Billboard Brasil
- One of the covers of the October 2023 issue, featuring Criolo and Marcelo D2
- Categories: Music and entertainment
- Frequency: Monthly
- First issue: 14 October 2009; 15 years ago (first run) 13 October 2023; 22 months ago (relaunch)
- Company: Mynd8
- Country: Brazil
- Based in: São Paulo
- Language: Portuguese
- Website: billboard.com.br
- ISSN: 2176-0543

= Billboard Brasil =

Brazilian edition of Billboard magazine

Billboard Brasil is the Brazilian edition of the American magazine Billboard. The magazine provides music charts, news, photos and videos related to the music industry. Its charts include the Brasil Hot 100 and the Artistas 25, tracking the most popular songs and artists in various music genres.

First released in October 2009, Billboard Brasil was the third version affiliated with Billboard. The magazine eventually ceased publication in July 2014, focusing solely on its website until it ceased operations for undisclosed reasons in 2019. The magazine made its return in August 2023, and the first issue of the relaunch was released on 13 October 2023.

==History==
===2009–2019: Early years and discontinuation===

Cover of the first issue of Billboard Brasil (14 October 2009), featuring Roberto Carlos

Billboard Brasil was first announced in August 2009. It was officially launched by BPP Promoções e Publicações LTDA on 14 October 2009, with a monthly circulation of 40,000 printed copies sold at R$ 8.90. The first issue had 84 pages and featured the singer Roberto Carlos on the cover. Brazil was the third country to launch a print version affiliated with the American Billboard, following Russia and Turkey. Billboard Brasil adopted the basic format of the American magazine, featuring articles about regional and international music, along with regional and international charts, including the Brasil Hot 100 Airplay. These charts were compiled based on analysis reports from Crowley Broadcast Analysis, which monitored 265 radio stations across the Brazil. Crowley had already provided this restricted service to record labels even before the launch of Billboard Brasil. The last printed issue of the magazine was the 49th, published in July 2014. The 50th issue, published in January 2015, was available only in digital format. Subsequently, Billboard Brasil ceased publication and focused solely on its website. The discontinuation of its operations took place in January 2019.

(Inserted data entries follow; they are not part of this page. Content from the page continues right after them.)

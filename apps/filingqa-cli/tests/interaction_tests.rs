use async_trait::async_trait;
use std::io::Cursor;
use std::sync::atomic::{AtomicUsize, Ordering};
use std::sync::Arc;

use filingqa_cli::{InteractionLoop, Outcome, EXAMPLE_QUESTIONS};
use filingqa_core::traits::QuestionAnswerer;
use filingqa_core::types::Answer;
use filingqa_core::{Error, Result};

/// Fails every question containing "fail", otherwise echoes a long answer.
#[derive(Default)]
struct CountingAnswerer {
    calls: AtomicUsize,
}

#[async_trait]
impl QuestionAnswerer for CountingAnswerer {
    async fn answer(&self, question: &str) -> Result<Answer> {
        self.calls.fetch_add(1, Ordering::SeqCst);
        if question.contains("fail") {
            return Err(Error::upstream("database unreachable: connection refused"));
        }
        Ok(Answer::new(
            "Acme Corp is headquartered in Springfield, where it has designed and sold anvils to coyotes for well over fifty years.",
            vec!["acme-item1-chunk0000".to_string()],
        ))
    }
}

fn setup() -> (Arc<CountingAnswerer>, InteractionLoop) {
    let answerer = Arc::new(CountingAnswerer::default());
    let repl = InteractionLoop::new(answerer.clone(), 40).without_spinner();
    (answerer, repl)
}

#[tokio::test]
async fn blank_questions_make_no_calls() {
    let (answerer, repl) = setup();
    let mut out = Vec::new();
    for q in ["", "   ", "\t\n"] {
        assert_eq!(repl.handle(q, &mut out).await.expect("handle"), Outcome::Skipped);
    }
    assert_eq!(answerer.calls.load(Ordering::SeqCst), 0);
    assert!(out.is_empty());
}

#[tokio::test]
async fn answer_is_wrapped_with_sources() {
    let (answerer, repl) = setup();
    let mut out = Vec::new();
    let outcome = repl.handle("Where is Acme headquartered?", &mut out).await.expect("handle");
    assert_eq!(outcome, Outcome::Answered);
    let text = String::from_utf8(out).expect("utf8");

    assert_eq!(answerer.calls.load(Ordering::SeqCst), 1);
    assert!(text.starts_with("### Answer:\n"));
    assert!(text.lines().all(|l| l.chars().count() <= 40 || l.starts_with("Sources:")), "{text}");
    assert!(text.contains("Sources: acme-item1-chunk0000"));
}

#[tokio::test]
async fn errors_are_shown_and_loop_continues() {
    let (answerer, repl) = setup();
    let input = Cursor::new("please fail\nWhere is Acme headquartered?\n/quit\nnever asked\n");
    let mut out = Vec::new();
    repl.run(input, &mut out).await.expect("run");
    let text = String::from_utf8(out).expect("utf8");

    assert_eq!(answerer.calls.load(Ordering::SeqCst), 2);
    assert!(text.contains("❌ Error getting answer: "), "{text}");
    assert!(text.contains("connection refused"));
    assert!(text.contains("### Answer:"));
    assert!(text.contains("👋 Goodbye!"));
}

#[tokio::test]
async fn commands_are_not_questions() {
    let (answerer, repl) = setup();
    let input = Cursor::new("/help\n\n   \n/examples\n");
    let mut out = Vec::new();
    repl.run(input, &mut out).await.expect("run until EOF");
    let text = String::from_utf8(out).expect("utf8");

    assert_eq!(answerer.calls.load(Ordering::SeqCst), 0);
    for q in EXAMPLE_QUESTIONS {
        assert!(text.contains(q), "missing example {q}");
    }
    assert!(text.matches("/examples").count() >= 2);
}

#[tokio::test]
async fn failed_answer_is_reported_to_the_caller() {
    let (answerer, repl) = setup();
    let mut out = Vec::new();
    let outcome = repl.handle("this one should fail", &mut out).await.expect("handle");
    assert_eq!(outcome, Outcome::Failed);
    assert_eq!(answerer.calls.load(Ordering::SeqCst), 1);
    assert!(String::from_utf8(out).expect("utf8").starts_with("❌ Error getting answer: "));
}
//! The `question>` prompt loop.

use indicatif::{ProgressBar, ProgressStyle};
use std::io::{self, BufRead, Write};
use std::sync::Arc;
use std::time::Duration;

use filingqa_core::traits::QuestionAnswerer;
use filingqa_core::types::is_blank_question;

use crate::wrap::fill;

pub const EXAMPLE_QUESTIONS: [&str; 5] = [
    "What is Netflix's primary business?",
    "Where is Apple headquartered?",
    "What are the top risks mentioned in Johnson & Johnson's 10-K?",
    "Where are the primary suppliers for Tesla?",
    "How is ExxonMobil addressing climate change and the energy transition?",
];

/// What [`InteractionLoop::handle`] did with one line of input.
#[derive(Debug, Clone, Copy, PartialEq, Eq)]
pub enum Outcome {
    Skipped,
    Answered,
    Failed,
}

pub struct InteractionLoop {
    answerer: Arc<dyn QuestionAnswerer>,
    wrap_width: usize,
    spinner: bool,
}

impl InteractionLoop {
    pub fn new(answerer: Arc<dyn QuestionAnswerer>, wrap_width: usize) -> Self {
        Self { answerer, wrap_width, spinner: true }
    }

    /// Disable the progress spinner (tests, piped input).
    pub fn without_spinner(mut self) -> Self {
        self.spinner = false;
        self
    }

    fn progress(&self) -> ProgressBar {
        if !self.spinner {
            return ProgressBar::hidden();
        }
        let pb = ProgressBar::new_spinner();
        if let Ok(style) = ProgressStyle::default_spinner().template("{spinner:.cyan} {msg}") {
            pb.set_style(style);
        }
        pb.set_message("Searching for relevant information...");
        pb.enable_steady_tick(Duration::from_millis(100));
        pb
    }

    /// Answer one question. Failures are printed and reported as
    /// [`Outcome::Failed`]; only a broken output stream is an error.
    pub async fn handle<W: Write>(&self, question: &str, out: &mut W) -> io::Result<Outcome> {
        if is_blank_question(question) {
            return Ok(Outcome::Skipped);
        }
        let pb = self.progress();
        let result = self.answerer.answer(question.trim()).await;
        pb.finish_and_clear();

        match result {
            Ok(answer) => {
                writeln!(out, "### Answer:")?;
                writeln!(out, "{}", fill(&answer.text, self.wrap_width))?;
                if answer.has_sources() {
                    writeln!(out)?;
                    writeln!(out, "Sources: {}", answer.sources.join(", "))?;
                }
                Ok(Outcome::Answered)
            }
            Err(e) => {
                tracing::debug!(error = %e, "question failed");
                writeln!(out, "❌ Error getting answer: {e}")?;
                Ok(Outcome::Failed)
            }
        }
    }

    pub async fn run<R: BufRead, W: Write>(&self, mut input: R, out: &mut W) -> io::Result<()> {
        writeln!(out, "📊 Financial Document Q&A System")?;
        writeln!(out, "================================")?;
        writeln!(out, "Ask questions about companies based on their SEC 10-K filings.")?;
        writeln!(out)?;
        show_examples(out)?;
        show_help(out)?;

        loop {
            write!(out, "question> ")?;
            out.flush()?;

            let mut line = String::new();
            if input.read_line(&mut line)? == 0 {
                writeln!(out)?;
                break;
            }
            let line = line.trim();
            if line.is_empty() {
                continue;
            }

            match line {
                "/help" | "/h" => show_help(out)?,
                "/examples" | "/e" => show_examples(out)?,
                "/quit" | "/q" | "quit" | "exit" => {
                    writeln!(out, "👋 Goodbye!")?;
                    break;
                }
                question => {
                    self.handle(question, out).await?;
                }
            }
            writeln!(out)?;
        }
        Ok(())
    }
}

fn show_examples<W: Write>(out: &mut W) -> io::Result<()> {
    writeln!(out, "### Example Questions:")?;
    for q in EXAMPLE_QUESTIONS {
        writeln!(out, "- {q}")?;
    }
    writeln!(out)
}

fn show_help<W: Write>(out: &mut W) -> io::Result<()> {
    writeln!(out, "Commands:")?;
    writeln!(out, "  /help      - Show this help message")?;
    writeln!(out, "  /examples  - List example questions")?;
    writeln!(out, "  /quit      - Exit")?;
    writeln!(out, "  <question> - Ask about any company")?;
    writeln!(out)
}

===2023–present: Relaunching of Billboard Brasil===
Brazil did not have a Billboards existing music charts after the brand's cessation in 2019 until 2022, when Billboard launched on 14 February 2022, the Hits of the World, a collection of charts around the world that ranks the top 25 songs weekly in more than 40 countries around the globe; part of this collection is the Brazil Songs chart.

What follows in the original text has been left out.